Sen. Josh Hawley (R-Mo.) proposed a new bill on Monday aimed at blocking mergers and acquisitions for companies with market caps of over $100 billion.
The bill, introduced by Hawley, a frequent critic of Big Tech, is strikingly brief, at just eight pages long. It would amend the Sherman Act, the Clayton Act, and the Federal Trade Commission Act—three antitrust laws enacted around the turn of the 20th century.
“It is a radical, populist transformation to antitrust,” said John O. McGinnis, a professor of constitutional law at Northwestern University.
In addition to barring large companies from making deals, it specifically calls out “dominant digital firms,” which Hawley defines as companies that provide a website or service over the Internet and have dominant positions in a related market. This would presumably include Amazon, Google, and Facebook, and it would likely include Apple and Microsoft.
Market cap as a measure for anticompetitive behavior is not a metric used in today’s antitrust laws. In relying on it, Hawley’s bill would ensnare companies in a wide variety of industries that go well beyond Big Tech, including banks, pharmaceuticals, retailers, automakers, telecoms, and more. Nearly 150 companies would qualify today.
“The $100 billion is really quite striking, because it’s a real example of populism,” McGinnis told Ars. “It’s headline grabbing, but it’s not connected to any attempt to show that an acquisition would have anything anticompetitive about it at all.”

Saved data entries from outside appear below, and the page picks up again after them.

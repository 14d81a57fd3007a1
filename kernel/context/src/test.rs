extern crate std;

use self::std::vec::Vec;
use super::*;
use queue::QueueStatus;
use ready_queue::ReadyQueue;
use timeout::{ExpiryContext, TimeoutQueue};

fn ctx(name: &str, prio: u8) -> ContextRef {
    Context::new(name, CpuId::new(0), SchedContext::new(prio, 0), None, None).unwrap()
}

#[test]
fn state_masks() {
    assert_eq!(ThreadState::READY_MASK.bits(), 0x3);
    assert_eq!(ThreadState::IPC_MASK.bits(), 0x1c);
    assert_eq!(ThreadState::FULL_IPC_MASK.bits(), 0x1fc);
    assert_eq!(ThreadState::IPC_ABORT_MASK.bits(), 0x1e0);
    assert_eq!(ThreadState::CANCELED, ThreadState::TRANSFER_FAILED);
}

#[test]
fn state_change_safely_rejects_stale_expectations() {
    let c = ctx("c", 1);
    c.state_add_dirty(ThreadState::RECEIVE_WAIT);

    // RECEIVE_WAIT -> IPC_TRANSFER succeeds once
    assert!(c.state_change_safely(ThreadState::RECEIVE_WAIT, ThreadState::IPC_TRANSFER));
    assert!(!c.state_change_safely(ThreadState::RECEIVE_WAIT, ThreadState::IPC_TRANSFER));
    assert_eq!(c.state(), ThreadState::IPC_TRANSFER);

    c.state_change_dirty(ThreadState::IPC_TRANSFER, ThreadState::READY);
    assert_eq!(c.state(), ThreadState::READY);
}

#[test]
fn owner_from_stack_address() {
    let c = ctx("stacked", 1);
    let addr = c.stack().bottom() + 4321;
    let found = unsafe { Context::from_stack_addr(addr) }.unwrap();
    assert!(Arc::ptr_eq(&found, &c));
    assert_eq!(c.stack().top() - c.stack().bottom(), kernel_config::memory::KERNEL_STACK_SIZE);
}

#[test]
fn sched_context_knows_its_owner() {
    let c = ctx("owned", 7);
    let owner = c.sched().owner::<Context>().unwrap();
    assert!(Arc::ptr_eq(&owner, &c));
}

#[test]
fn ipc_timeout_is_noop_on_ready_owner() {
    let c = ctx("ready", 20);
    c.state_add_dirty(ThreadState::READY | ThreadState::RECEIVE_WAIT);
    let mut rq = ReadyQueue::new();
    let mut cx = ExpiryContext { rq: &mut rq, running: None, clock: 0 };
    assert!(!c.ipc_timeout().expired(&mut cx));
    assert_eq!(c.state(), ThreadState::READY | ThreadState::RECEIVE_WAIT);
    assert!(rq.is_empty());
}

#[test]
fn ipc_timeout_is_noop_while_receive_in_progress() {
    let c = ctx("busy", 20);
    c.state_add_dirty(ThreadState::RECEIVE_IN_PROGRESS);
    let mut rq = ReadyQueue::new();
    let mut cx = ExpiryContext { rq: &mut rq, running: None, clock: 0 };
    assert!(!c.ipc_timeout().expired(&mut cx));
    assert!(!c.state().contains(ThreadState::TIMEOUT));
}

#[test]
fn ipc_timeout_wakes_blocked_owner() {
    let high = ctx("high", 20);
    let low = ctx("low", 5);
    high.state_add_dirty(ThreadState::RECEIVE_WAIT);
    low.state_add_dirty(ThreadState::RECEIVE_WAIT);

    let running = SchedContext::new(10, 0);
    let mut rq = ReadyQueue::new();
    rq.activate(running.clone());

    let mut cx = ExpiryContext { rq: &mut rq, running: Some(running.clone()), clock: 50 };
    assert!(high.ipc_timeout().expired(&mut cx));
    assert!(!low.ipc_timeout().expired(&mut cx));

    for c in [&high, &low] {
        assert!(c.state().contains(ThreadState::READY | ThreadState::TIMEOUT));
        assert!(c.sched().in_ready_list());
    }
    // a second expiry finds the owner ready
    let mut cx = ExpiryContext { rq: &mut rq, running: Some(running), clock: 60 };
    assert!(!high.ipc_timeout().expired(&mut cx));
}

#[test]
fn receive_timeout_fires_exactly_once() {
    let c = ctx("receiver", 1);
    c.state_add_dirty(ThreadState::RECEIVE_WAIT);
    let mut tq = TimeoutQueue::new();
    let mut rq = ReadyQueue::new();

    c.set_timeout(c.ipc_timeout());
    tq.set(c.ipc_timeout(), 100);
    assert!(c.has_armed_timeout());

    let mut cx = ExpiryContext { rq: &mut rq, running: None, clock: 99 };
    tq.do_timeouts(&mut cx);
    assert!(!c.state().contains(ThreadState::READY));

    let mut cx = ExpiryContext { rq: &mut rq, running: None, clock: 100 };
    assert!(tq.do_timeouts(&mut cx));
    assert_eq!(c.state(), ThreadState::READY | ThreadState::TIMEOUT | ThreadState::RECEIVE_WAIT);
    assert!(c.timeout().is_none());
    assert!(!c.has_armed_timeout());

    let mut cx = ExpiryContext { rq: &mut rq, running: None, clock: 200 };
    assert!(!tq.do_timeouts(&mut cx));
    assert!(!c.ipc_timeout().expired(&mut cx));
    assert_eq!(rq.len(), 1);
}

#[test]
fn destroy_rejects_referenced_contexts() {
    let receiver = ctx("receiver", 1);
    let sender = ctx("sender", 1);

    receiver.sender_list().q_lock().enqueue_prio(sender.clone(), 1);
    assert_eq!(sender.destroy(), Err(DestroyError::InSenderList));
    assert_eq!(receiver.destroy(), Err(DestroyError::HasSenders));
    assert!(receiver.sender_list().dequeue(&sender, QueueStatus::Invalid));

    let mut tq = TimeoutQueue::new();
    tq.set(sender.ipc_timeout(), 1000);
    assert_eq!(sender.destroy(), Err(DestroyError::TimeoutArmed));
    assert!(tq.reset(&*sender.ipc_timeout()));

    sender.set_running(true);
    assert_eq!(sender.destroy(), Err(DestroyError::Running));
    sender.set_running(false);

    sender.drq_posted();
    assert_eq!(sender.destroy(), Err(DestroyError::DrqPending));
    sender.drq_handled();

    let mut rq = ReadyQueue::new();
    rq.ready_enqueue(sender.sched());
    assert_eq!(sender.destroy(), Err(DestroyError::InReadyList));
    rq.ready_dequeue(sender.sched());

    sender.state_add_dirty(ThreadState::READY);
    assert_eq!(sender.destroy(), Ok(()));
    assert_eq!(sender.state(), ThreadState::DEAD);
    assert_eq!(receiver.destroy(), Ok(()));
}

#[test]
fn quota_denial_fails_creation() {
    let quota = RamQuota::new_root(CONTEXT_QUOTA_SIZE + 10);
    let a = Context::new("a", CpuId::new(0), SchedContext::new(1, 0), None, Some(&quota)).unwrap();
    assert!(Context::new("b", CpuId::new(0), SchedContext::new(1, 0), None, Some(&quota)).is_err());
    drop(a);
    assert_eq!(quota.current(), 0);
    assert!(Context::new("c", CpuId::new(0), SchedContext::new(1, 0), None, Some(&quota)).is_ok());
}

#[test]
fn hosted_arch_switches_spaces_only_when_they_differ() {
    let space_a = HostedSpace::new();
    let space_b = HostedSpace::new();
    let mk = |name: &str, space: &Arc<HostedSpace>| {
        let space: Arc<dyn MemSpace> = space.clone();
        Context::new(name, CpuId::new(0), SchedContext::new(1, 0), Some(space), None).unwrap()
    };
    let a1 = mk("a1", &space_a);
    let a2 = mk("a2", &space_a);
    let b = mk("b", &space_b);

    let arch = HostedArch::new();
    let mut cpu_arch: alloc::boxed::Box<dyn ArchSwitch> = alloc::boxed::Box::new(arch.clone());
    cpu_arch.switch_cpu(&a1, &a2);
    cpu_arch.switch_cpu(&a2, &b);
    cpu_arch.switch_cpu(&b, &a1);

    let spaces: Vec<bool> = arch.switches().iter().map(|r| r.space_switch).collect();
    assert_eq!(spaces, [false, true, true]);
    assert_eq!(space_a.switchins(), 1);
    assert_eq!(space_b.switchins(), 1);
    assert_eq!(arch.last().map(|r| (r.from, r.to)), Some((b.id(), a1.id())));
}

#[test]
fn drq_is_taken_once_and_counted() {
    struct Cpu;
    let c = ctx("target", 1);
    let drq: Arc<Drq<Cpu>> = Drq::new(DrqRequest::StateChange {
        ctx: c.clone(),
        del: ThreadState::empty(),
        add: ThreadState::READY,
    });
    assert_eq!(c.pending_drqs(), 1);

    let inbox: DrqInbox<Cpu> = DrqInbox::new();
    inbox.q_lock().enqueue(drq.clone());
    let popped = inbox.q_lock().pop_front().unwrap();
    assert!(matches!(popped.take(), Some(DrqRequest::StateChange { .. })));
    assert!(popped.take().is_none());
    c.drq_handled();
    assert_eq!(c.pending_drqs(), 0);
}

#[test]
fn helper_follows_helping_mode() {
    let caller = ctx("caller", 1);
    let callee = ctx("callee", 1);
    callee.set_helper(HelpingMode::Helping, &caller);
    assert!(Arc::ptr_eq(&callee.helper().unwrap(), &caller));
    callee.set_helper(HelpingMode::IgnoreHelping, &callee);
    assert!(callee.helper().is_some());
    callee.set_helper(HelpingMode::NotHelping, &caller);
    assert!(callee.helper().is_none());
}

The bill focuses on unilateral conduct by monopolists. It does not appear to change the tests for what constitutes collusive anticompetitive behavior, where two or more firms act to limit competition.
“Look at what the company does”
The bill’s proposed changes to unilateral anticompetitive behavior are significant, though. Today, judges hearing antitrust cases apply two screens to determine anticompetitive behavior, McGinnis said. The first is that the government has to prove that a company or companies acted in ways that harmed competition. The second is that the government has to show that said behavior harmed consumers. “The reason for that is it’s not so clear what is ‘anticompetitive conduct.’” he said. Adding an additional screen—showing that consumers were harmed—helps ensure that consumers themselves aren’t harmed by any enforcement action against the monopolists.
“The general view in antitrust law is that size itself is not a sign of anticompetitiveness—it may be good. You have to look at what the company does,” McGinnis said.
He also points out that the goal of many startups is to be acquired by a larger company. In many industries, acquisition might be one of the only viable outcomes. Startups often serve as incubators that produce new technologies and discoveries, but they often lack the scale—or the ability to achieve scale—required to bring a new product to market.
Take battery manufacturing, for example. More than a decade ago, A123 Systems was a small startup with a novel battery chemistry that was safer and more powerful than existing types. But the US lacked battery-manufacturing infrastructure, so A123 Systems had to build a vast supply chain from scratch just five years after the company’s founding. The scale of its operation ended up being difficult to manage and was one reason the company ultimately failed. Today’s American battery startups seem to have learned this lesson: many are seeking to partner with larger companies and potentially be acquired. Hawley’s bill might prevent a new battery technology (depending on the size of the company seeking to acquire it) from becoming commercially viable.
“You might worry that this would decrease innovation,” McGinnis said.